В бараке тихо. Слышно, как замешивает муку Степан Степанович да потрескивает свечка.

И вдруг Юрий Александрович, сидевший на нарах все в той же позе, со скрещенными ногами, радостно, словно что-то открыл, воскликнул:

— Догоры! А я знаю, хотя отсюда и не вижу, что пишет Сергей Дмитриевич в своей черней книжке! Он пишет: «Никогда еще не приходилось встречать так рождество». Сергей Дмитриевич, угадал?

Ошеломленный Раковский уставился на Билибина: неужели Юрий Александрович знает все, что творится в его душе?!

— Угадал! Телепатия! Чтение мыслей на расстоянии! Говорят, лженаука, что-то вроде магии, чревовещания, а я вот прочитал на расстоянии… И могу читать все, что у каждого на душе! Как Христос! Как Будда!

Все, кроме Степана Степановича, воззрились на новоявленного Будду.

— А каким образом? Ну, кто скажет, каким образом я узрел, что пишет в своей черной книжке Сергей Дмитриевич?

Ответил Степан Степанович, не отрываясь от дела:

— Все мы сейчас думаем одинаково…

— Верно, Степаныч. И никакой телепатии. Мудрый ты человек, Степаныч, хотя фамилия твоя не соответствует уму твоему. Сменить тебе ее надо на Мудрецова, например, или на Степана Мудрого. Был Ярослав Мудрый на Руси, а почему тебе не быть Степаном Мудрым на Колыме? Сейчас многие фамилии меняют и в газетах об этом во всеуслышание объявляют. Был, например, один гражданин Козлов, стал Баранов…

— А животным так и остался? — усмехнулся Степан Степанович.

— Да, фантазии у него на большее не хватило. А я свою фамилию менять не собираюсь.
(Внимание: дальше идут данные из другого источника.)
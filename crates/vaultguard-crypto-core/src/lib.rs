//! `vaultguard-crypto-core`: Pure cryptographic primitives for VaultGuard.
//!
//! Key derivation, authenticated encryption, HMAC, SHA-1 digests, and the
//! password generator and strength meter. No I/O, no async, no logging.

#![cfg_attr(test, allow(clippy::unwrap_used, clippy::arithmetic_side_effects))]

pub mod error;
pub mod memory;
pub mod random;

pub mod digest;
pub mod kdf;
pub mod mac;
pub mod symmetric;

pub mod engine;

pub mod password;

pub use engine::CryptoEngine;
pub use error::CryptoError;
pub use kdf::{VaultKeys, DERIVED_KEY_LEN, PBKDF2_ITERATIONS, SALT_LEN};
pub use memory::{SecretBuffer, SecretBytes};
pub use password::strength::{assess_strength, StrengthAssessment, StrengthLevel, STRONG_SCORE};
pub use password::{
    generate_password, CharsetConfig, GeneratorOptions, DEFAULT_PASSWORD_LENGTH,
    MAX_PASSWORD_LENGTH, MIN_PASSWORD_LENGTH,
};
pub use random::{OsRandom, RandomSource, Sampling, SeededRandom};
pub use symmetric::{SealedData, IV_LEN, TAG_LEN};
Нет, Билибиным родился — Билибиным помру!

Все, конечно, в это время не столько слушали разглагольствования Юрия Александровича, сколько думали о том, что ожидает их, и понимали — балагурит начальник, чтоб отвлечь себя и других от мрачных мыслей.

ПОД РОСТОВСКИЕ ЗВОНЫ

— Би-ли-би-ны, — продолжал Юрий Александрович, — это звучит как малиновый звон. В российских гербовниках, в энциклопедиях, в грамотах эпохи Ивана Грозного Билибины поминаются. В шестнадцатом веке, был приказной дьяк Билибин Шершень. От этого Шершня и пошли весьма возможно, все Билибины.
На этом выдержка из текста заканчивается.